A Nomad's Guide to Exploring Spain's Best Islands

It's no wonder that Spain's islands are among the top places to go during European summer. We go beyond Ibiza to see the rugged volcanic landscapes of Tenerife and its quiet of hilltop villages.

Menorca

Menorca is often sold as the more idyllic and relaxing of the Balearic Islands, with long, empty beaches and crystal clear water. Although it's not overrun with excitable drinkers, during the height of summer, the big resorts and towns can be just as crowded as the rest of the Mediterranean.

Formentera

Formentera is a better option if you're looking for peace and tranquillity. Ferries leave regularly from the port in Ibiza Town, ranging from slow and budget to big and sleek options. If you chose to save a little and take one of the smaller boats, be prepared for a rough ride. Not recommended if you suffer from seasickness.

Canary Islands

Off the northwest coast of Africa, the Canary Islands are very much Spanish. A constantly pleasant climate lures a steady flow of travelers year-round.

With two high seasons – December to March for European winter escapees and June to September for Spanish vacationers – the crowds are a little more spread out. There isn't the frenetic feel of the Balearic Islands' short, sharp season.

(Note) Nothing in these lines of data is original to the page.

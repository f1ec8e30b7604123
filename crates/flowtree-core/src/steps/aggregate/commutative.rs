//! `CommutativeAggregateStep` (§4.7.1): sum, count, and any other aggregate
//! expressible as an abelian group over `f64` (`add`/`subtract` closures).

use std::collections::HashMap;
use std::sync::Arc;

use parking_lot::Mutex;

use super::parent_address;
use crate::descriptor::TypeDescriptor;
use crate::event::{notify_modified, EventSink, SinkList, Step};
use crate::path::{Key, KeyPath, KeyPathHash, PropName, SegPath};
use crate::value::{as_numeric, Aggregate, Props, Value};

type CombineFn = dyn Fn(f64, &Props) -> f64 + Send + Sync;

struct ParentState {
    acc: f64,
    count: usize,
}

pub struct CommutativeAggregateStep {
    upstream: Arc<dyn Step>,
    child_seg_path: SegPath,
    tracked_property: PropName,
    property_name: PropName,
    identity: f64,
    add: Box<CombineFn>,
    subtract: Box<CombineFn>,

    parents: Mutex<HashMap<KeyPathHash, ParentState>>,
    children: Mutex<HashMap<(KeyPathHash, Key), Props>>,
    modified_sinks: Mutex<SinkList>,
}

impl CommutativeAggregateStep {
    #[allow(clippy::too_many_arguments)]
    pub fn new(
        upstream: Arc<dyn Step>,
        child_seg_path: SegPath,
        tracked_property: impl Into<PropName>,
        property_name: impl Into<PropName>,
        identity: f64,
        add: impl Fn(f64, &Props) -> f64 + Send + Sync + 'static,
        subtract: impl Fn(f64, &Props) -> f64 + Send + Sync + 'static,
    ) -> Arc<Self> {
        let tracked_property = tracked_property.into();
        let step = Arc::new(Self {
            upstream: upstream.clone(),
            child_seg_path: child_seg_path.clone(),
            tracked_property: tracked_property.clone(),
            property_name: property_name.into(),
            identity,
            add: Box::new(add),
            subtract: Box::new(subtract),
            parents: Mutex::new(HashMap::new()),
            children: Mutex::new(HashMap::new()),
            modified_sinks: Mutex::new(SinkList::new()),
        });

        upstream.subscribe_added(child_seg_path.clone(), step.clone());
        upstream.subscribe_removed(child_seg_path.clone(), step.clone());

        let is_mutable = upstream
            .type_descriptor()
            .at_path(child_seg_path.as_slice())
            .is_some_and(|t| t.is_mutable(&tracked_property));
        if is_mutable {
            upstream.subscribe_modified(child_seg_path, tracked_property, step.clone());
        }

        step
    }

    fn emit(&self, key_path: &KeyPath, old: Aggregate<f64>, new: Aggregate<f64>) {
        let (parent_seg, grandparent_key_path, parent_key) = parent_address(&self.child_seg_path, key_path);
        notify_modified(
            &self.modified_sinks.lock(),
            &parent_seg,
            &self.property_name,
            &grandparent_key_path,
            &parent_key,
            &old.to_json(),
            &new.to_json(),
        );
    }
}

impl Step for CommutativeAggregateStep {
    fn type_descriptor(&self) -> TypeDescriptor {
        let mut ty = self.upstream.type_descriptor();
        let (parent_seg, _) = self.child_seg_path.split_last().expect("non-root");
        if let Some(level) = ty.at_path_mut(parent_seg.as_slice()) {
            level.mark_mutable(self.property_name.clone());
        }
        ty
    }

    fn subscribe_added(&self, seg: SegPath, sink: Arc<dyn EventSink>) {
        self.upstream.subscribe_added(seg, sink);
    }

    fn subscribe_removed(&self, seg: SegPath, sink: Arc<dyn EventSink>) {
        self.upstream.subscribe_removed(seg, sink);
    }

    fn subscribe_modified(&self, seg: SegPath, property: PropName, sink: Arc<dyn EventSink>) {
        let (parent_seg, _) = self.child_seg_path.split_last().expect("non-root");
        if seg == parent_seg && property == self.property_name {
            self.modified_sinks.lock().push(sink);
        } else {
            self.upstream.subscribe_modified(seg, property, sink);
        }
    }
}

impl EventSink for CommutativeAggregateStep {
    fn on_added(&self, _seg: &SegPath, key_path: &KeyPath, key: &Key, props: &Props) {
        let parent_hash = key_path.hash_id();
        let mut parents = self.parents.lock();
        let entry = parents.entry(parent_hash).or_insert(ParentState {
            acc: self.identity,
            count: 0,
        });
        let old = if entry.count == 0 { Aggregate::Absent } else { Aggregate::Present(entry.acc) };
        entry.acc = (self.add)(entry.acc, props);
        entry.count += 1;
        let new = Aggregate::Present(entry.acc);
        drop(parents);

        self.children.lock().insert((parent_hash, key.clone()), props.clone());
        self.emit(key_path, old, new);
    }

    fn on_removed(&self, _seg: &SegPath, key_path: &KeyPath, key: &Key, props: &Props) {
        let parent_hash = key_path.hash_id();
        self.children.lock().remove(&(parent_hash, key.clone()));

        let mut parents = self.parents.lock();
        let Some(entry) = parents.get_mut(&parent_hash) else {
            flowtree_log::warn_once!("aggregate: removed for untracked parent");
            return;
        };
        let old = Aggregate::Present(entry.acc);
        entry.acc = (self.subtract)(entry.acc, props);
        entry.count -= 1;
        let new = if entry.count == 0 {
            parents.remove(&parent_hash);
            Aggregate::Absent
        } else {
            Aggregate::Present(entry.acc)
        };
        drop(parents);
        self.emit(key_path, old, new);
    }

    fn on_modified(
        &self,
        _seg: &SegPath,
        property: &PropName,
        key_path: &KeyPath,
        key: &Key,
        old: &Value,
        new: &Value,
    ) {
        let parent_hash = key_path.hash_id();
        let mut children = self.children.lock();
        let Some(cached) = children.get_mut(&(parent_hash, key.clone())) else {
            flowtree_log::warn_once!("aggregate: modified({property:?}) for untracked child");
            return;
        };
        let mut synth_old = cached.clone();
        synth_old.insert(property.to_string(), old.clone());
        let mut synth_new = cached.clone();
        synth_new.insert(property.to_string(), new.clone());
        cached.insert(property.to_string(), new.clone());
        drop(children);

        let mut parents = self.parents.lock();
        let Some(entry) = parents.get_mut(&parent_hash) else {
            flowtree_log::warn_once!("aggregate: modified for untracked parent");
            return;
        };
        let old_agg = Aggregate::Present(entry.acc);
        entry.acc = (self.add)((self.subtract)(entry.acc, &synth_old), &synth_new);
        let new_agg = Aggregate::Present(entry.acc);
        drop(parents);
        self.emit(key_path, old_agg, new_agg);
    }
}
//! The step base contract (§4.2): the subscription API every step satisfies,
//! and the [`EventSink`] trait a step implements so that *its* upstream can
//! deliver events to it.
//!
//! Steps are single-threaded and synchronous: handling an event may invoke
//! downstream handlers inline; nothing here enqueues, batches, or reorders
//! events (batching happens only at the output binder, see [`crate::batch`]).

use std::sync::Arc;

use crate::descriptor::TypeDescriptor;
use crate::path::{Key, KeyPath, PropName, SegPath};
use crate::value::{Props, Value};

/// Receives events forwarded by an upstream [`Step`].
///
/// Every concrete step implements this on itself so it can hand `Arc<Self>`
/// (coerced to `Arc<dyn EventSink>`) to its upstream at construction time.
/// The output binder (§4.8) and the pipeline's root input step are the two
/// other implementors: the binder is a pure sink, the root step is a pure
/// source.
pub trait EventSink: Send + Sync {
    fn on_added(&self, seg: &SegPath, key_path: &KeyPath, key: &Key, props: &Props);

    fn on_removed(&self, seg: &SegPath, key_path: &KeyPath, key: &Key, props: &Props);

    #[allow(clippy::too_many_arguments)]
    fn on_modified(
        &self,
        seg: &SegPath,
        property: &PropName,
        key_path: &KeyPath,
        key: &Key,
        old: &Value,
        new: &Value,
    );
}

/// Every step exposes the three subscription operations plus its output
/// descriptor. A step holds a reference to exactly one upstream step; the
/// builder enforces that graphs are acyclic by construction (§9), so there is
/// no cycle detection here.
///
/// Subscription is one-shot per segment path: concrete steps register with
/// upstream at construction time and multiplex downstream handlers
/// internally (§4.2). Any `(seg[, property])` combination a step doesn't
/// itself intercept is forwarded untouched to its own upstream — see the
/// "Transparent pass-through" design note (§9) and invariant §3.4.
pub trait Step: Send + Sync {
    /// Pure and idempotent: must return identical trees across calls
    /// (testable property #7).
    fn type_descriptor(&self) -> TypeDescriptor;

    fn subscribe_added(&self, seg: SegPath, sink: Arc<dyn EventSink>);

    fn subscribe_removed(&self, seg: SegPath, sink: Arc<dyn EventSink>);

    fn subscribe_modified(&self, seg: SegPath, property: PropName, sink: Arc<dyn EventSink>);
}

/// A list of sinks registered for one exact `(SegPath[, property])` key,
/// multiplexed so more than one downstream consumer (a further step, or the
/// output binder) can subscribe to the same produced path.
pub(crate) type SinkList = smallvec::SmallVec<[Arc<dyn EventSink>; 1]>;

pub(crate) fn notify_added(sinks: &SinkList, seg: &SegPath, key_path: &KeyPath, key: &Key, props: &Props) {
    for sink in sinks {
        sink.on_added(seg, key_path, key, props);
    }
}

pub(crate) fn notify_removed(sinks: &SinkList, seg: &SegPath, key_path: &KeyPath, key: &Key, props: &Props) {
    for sink in sinks {
        sink.on_removed(seg, key_path, key, props);
    }
}

#[allow(clippy::too_many_arguments)]
pub(crate) fn notify_modified(
    sinks: &SinkList,
    seg: &SegPath,
    property: &PropName,
    key_path: &KeyPath,
    key: &Key,
    old: &Value,
    new: &Value,
) {
    for sink in sinks {
        sink.on_modified(seg, property, key_path, key, old, new);
    }
}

The Canaries don't have quite the same reputation for raucous nightlife as Ibiza and Mallorca, although every year the Islands host Carnival celebrations to rival that of Rio de Janeiro.

However, this doesn't mean you can let your guard down, particularly on the most popular and populated islands of Tenerife and Gran Canaria. You'll still need to keep a close eye on your things while at the beach.

If you visit some of the more popular beaches, you're likely to be swamped by women offering to braid your hair and men looking to offload some cheap merchandise.

Don't get sucked in by the offer of free island tours; these generally involve a quick drive followed by hours of hard selling for timeshares or property options.

There's another scam involving free scratchies that are handed out; amazingly you'll win the grand prize but you'll have to sit through a similarly frustrating presentation to claim it. The reward is never worth the holiday time it wastes.

With a range of volcanic peaks, craggy gorges and windswept dunes, the canary ISlands are great for lovers of outdoor adventure. Water sports are popular on the Canary Islands with everything from scuba diving to windsurfing available.

Spain's tallest mountain, Pico del Teide is more than 12,000ft-high (3718m) is on Tenerife, the centre for hiking and climbing in the Canaries.

If you want to stand on the highestpeak of Spain but aren't too keen on the climb, there's a cable car that takes you almost all the way. Otherwise follow the Telesforo Bravo path to the top, but you'll need to apply for a special permit in advance. You can visit the
National Park office in Santa Cruz de Tenerife or apply online at www.reservasparquesnacionales.es.

Pico del Teide gets very cold, so don't forget to wear warm clothes. If the conditions are bad, both the cable car and the trail can be closed, so check before heading out.

If you want something a little less strenuous, there are plenty of cycling tours and camel safaris available. Ask advice from local guides to find a trip that's appropriate to your fitness level.